### Data to process
◆ ◆ ◆

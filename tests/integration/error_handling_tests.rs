// Failure paths: storage outages, write conflicts and bad input.

use std::sync::atomic::{AtomicUsize, Ordering};
use std::sync::Arc;

use chrono::{Duration, NaiveDate, TimeZone, Utc};
use study_planner_lib::db::repositories::plan_repository::{
    InMemoryPlanRepository, PlanRepository, SqlitePlanRepository,
};
use study_planner_lib::db::repositories::PlannerRepositories;
use study_planner_lib::db::DbPool;
use study_planner_lib::models::adaptation::RescheduleMode;
use study_planner_lib::models::course::{Course, Difficulty, Lesson, StudyPreferences};
use study_planner_lib::models::plan_change::PersistenceStatus;
use study_planner_lib::models::settings::PlannerSettings;
use study_planner_lib::models::study_plan::StudyPlan;
use study_planner_lib::services::plan_cache::CachedPlanRepository;
use study_planner_lib::services::study_planner_service::StudyPlannerService;
use study_planner_lib::utils::clock::{Clock, FixedClock};
use study_planner_lib::{AppError, AppResult};
use tempfile::tempdir;

/// Delegates reads to memory and fails the first `failures` saves.
struct FlakyPlanRepository {
    inner: InMemoryPlanRepository,
    failures: usize,
    save_calls: AtomicUsize,
    conflict: bool,
}

impl FlakyPlanRepository {
    fn failing(failures: usize) -> Self {
        Self {
            inner: InMemoryPlanRepository::new(),
            failures,
            save_calls: AtomicUsize::new(0),
            conflict: false,
        }
    }

    fn conflicting() -> Self {
        Self {
            conflict: true,
            ..Self::failing(usize::MAX)
        }
    }

    fn save_calls(&self) -> usize {
        self.save_calls.load(Ordering::SeqCst)
    }
}

impl PlanRepository for FlakyPlanRepository {
    fn get(&self, user_id: &str) -> AppResult<Option<StudyPlan>> {
        self.inner.get(user_id)
    }

    fn save(&self, plan: &StudyPlan) -> AppResult<i64> {
        let call = self.save_calls.fetch_add(1, Ordering::SeqCst);
        if call < self.failures {
            return Err(if self.conflict {
                AppError::conflict("stale plan version")
            } else {
                AppError::database("disk I/O error")
            });
        }
        self.inner.save(plan)
    }
}

fn clock() -> Arc<FixedClock> {
    Arc::new(FixedClock::new(
        Utc.with_ymd_and_hms(2025, 9, 1, 8, 0, 0)
            .single()
            .expect("monday"),
    ))
}

fn course() -> Course {
    Course {
        id: "econ".into(),
        title: "Economics".into(),
        lessons: (1..=3)
            .map(|n| Lesson {
                id: format!("econ-{n}"),
                title: format!("Markets {n}"),
                difficulty: Difficulty::Medium,
                video_id: None,
                is_completed: false,
            })
            .collect(),
        is_owned: true,
        is_complete: true,
    }
}

fn preferences(today: NaiveDate) -> StudyPreferences {
    StudyPreferences {
        daily_study_hours: 2.0,
        preferred_start_time: "10:00".into(),
        exam_date: Some(today + Duration::days(14)),
        available_days: vec!["tuesday".into(), "thursday".into()],
    }
}

fn service_with(plans: Arc<dyn PlanRepository>, clock: Arc<FixedClock>) -> StudyPlannerService {
    StudyPlannerService::new(
        PlannerRepositories::in_memory().with_plans(plans),
        PlannerSettings::default(),
        clock,
    )
}

#[test]
fn transient_storage_error_is_retried_once() {
    let clock = clock();
    let repo = Arc::new(FlakyPlanRepository::failing(1));
    let service = service_with(repo.clone(), clock.clone());

    let outcome = service
        .generate_plan("u1", &[course()], &[], &preferences(clock.today()))
        .expect("generate");
    assert!(outcome.persistence.is_saved());
    assert_eq!(repo.save_calls(), 2);
    assert_eq!(outcome.plan.version, 1);
    assert_eq!(service.recent_changes("u1", 5).expect("changes").len(), 1);
}

#[test]
fn persistent_storage_error_still_returns_the_plan() {
    let clock = clock();
    let repo = Arc::new(FlakyPlanRepository::failing(usize::MAX));
    let service = service_with(repo.clone(), clock.clone());

    let outcome = service
        .generate_plan("u1", &[course()], &[], &preferences(clock.today()))
        .expect("generate");
    assert_eq!(repo.save_calls(), 2);
    assert!(!outcome.persistence.is_saved());
    match &outcome.persistence {
        PersistenceStatus::Failed { message } => assert!(message.contains("disk I/O error")),
        PersistenceStatus::Saved => panic!("save should have failed"),
    }
    assert!(!outcome.plan.sessions.is_empty());
    assert_eq!(outcome.plan.version, 0);

    // Nothing was stored, so neither the plan nor a change entry exists.
    assert!(service.get_plan("u1").expect("load").is_none());
    assert!(service.recent_changes("u1", 5).expect("changes").is_empty());
}

#[test]
fn conflicts_are_not_retried() {
    let clock = clock();
    let repo = Arc::new(FlakyPlanRepository::conflicting());
    let service = service_with(repo.clone(), clock.clone());

    let outcome = service
        .generate_plan("u1", &[course()], &[], &preferences(clock.today()))
        .expect("generate");
    assert_eq!(repo.save_calls(), 1);
    match outcome.persistence {
        PersistenceStatus::Failed { message } => assert!(message.contains("conflict")),
        PersistenceStatus::Saved => panic!("conflict should surface"),
    }
}

#[test]
fn operations_on_missing_plans_report_not_found() {
    let clock = clock();
    let service = service_with(Arc::new(InMemoryPlanRepository::new()), clock.clone());

    assert!(matches!(
        service.toggle_session_completion("ghost", "s1"),
        Err(AppError::NotFound)
    ));
    assert!(matches!(service.remove_session("ghost", "s1"), Err(AppError::NotFound)));
    assert!(matches!(service.analyze_progress("ghost"), Err(AppError::NotFound)));
    assert!(matches!(service.auto_reschedule_missed("ghost"), Err(AppError::NotFound)));
    assert!(service.get_plan("ghost").expect("load").is_none());

    let badges = service.evaluate_badges("ghost").expect("badges without plan");
    assert!(badges.newly_earned.is_empty());
    assert!(badges.badges.iter().all(|badge| !badge.is_earned));
}

#[test]
fn invalid_reschedules_are_rejected() {
    let clock = clock();
    let service = service_with(Arc::new(InMemoryPlanRepository::new()), clock.clone());
    let plan = service
        .generate_plan("u1", &[course()], &[], &preferences(clock.today()))
        .expect("generate")
        .plan;
    let session_id = plan.sessions[0].id.clone();

    let past = service.reschedule_session(
        "u1",
        &session_id,
        clock.today() - Duration::days(1),
        RescheduleMode::Manual,
    );
    assert!(matches!(past, Err(AppError::Validation { .. })));

    service
        .toggle_session_completion("u1", &session_id)
        .expect("complete");
    let completed = service.reschedule_session(
        "u1",
        &session_id,
        clock.today() + Duration::days(3),
        RescheduleMode::Manual,
    );
    assert!(matches!(completed, Err(AppError::Validation { .. })));

    let unchanged = service.get_plan("u1").expect("load").expect("plan");
    assert_eq!(unchanged.session(&session_id).map(|s| s.date), Some(plan.sessions[0].date));
}

#[test]
fn concurrent_writers_detect_the_stale_plan() {
    let dir = tempdir().expect("temp dir");
    let db_path = dir.path().join("planner.sqlite");
    let clock = clock();

    let cached = |path: &std::path::Path| -> Arc<dyn PlanRepository> {
        let db = DbPool::new(path).expect("db pool");
        Arc::new(CachedPlanRepository::new(SqlitePlanRepository::new(db), 8))
    };
    let first = StudyPlannerService::new(
        PlannerRepositories::sqlite(DbPool::new(&db_path).expect("db pool")).with_plans(cached(&db_path)),
        PlannerSettings::default(),
        clock.clone(),
    );
    let second = StudyPlannerService::new(
        PlannerRepositories::sqlite(DbPool::new(&db_path).expect("db pool")).with_plans(cached(&db_path)),
        PlannerSettings::default(),
        clock.clone(),
    );

    let plan = first
        .generate_plan("u1", &[course()], &[], &preferences(clock.today()))
        .expect("generate")
        .plan;
    let ids: Vec<String> = plan.sessions.iter().map(|s| s.id.clone()).collect();

    // Both caches now hold version 1.
    assert_eq!(second.get_plan("u1").expect("load").map(|p| p.version), Some(1));

    let winner = first
        .toggle_session_completion("u1", &ids[0])
        .expect("first writer");
    assert!(winner.persistence.is_saved());
    assert_eq!(winner.plan.version, 2);

    let loser = second
        .toggle_session_completion("u1", &ids[1])
        .expect("second writer");
    assert!(matches!(loser.persistence, PersistenceStatus::Failed { .. }));

    // The failed save evicted the stale entry; a retry sees the winner's write.
    let retried = second
        .toggle_session_completion("u1", &ids[1])
        .expect("retry");
    assert!(retried.persistence.is_saved());
    assert_eq!(retried.plan.version, 3);
    let stored = retried.plan;
    assert!(stored.session(&ids[0]).is_some_and(|s| s.is_completed));
    assert!(stored.session(&ids[1]).is_some_and(|s| s.is_completed));
}

#[test]
fn unreadable_database_path_fails_to_open() {
    let dir = tempdir().expect("temp dir");
    let blocker = dir.path().join("not-a-dir");
    std::fs::write(&blocker, b"plain file").expect("write blocker");

    let result = StudyPlannerService::open(&blocker.join("planner.sqlite"));
    assert!(result.is_err());
}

◆ ◆ ◆

### Required work
If a line of the data holds the string "changes", list it.

### Response area
    assert_eq!(service.recent_changes("u1", 5).expect("changes").len(), 1);
    assert!(service.recent_changes("u1", 5).expect("changes").is_empty());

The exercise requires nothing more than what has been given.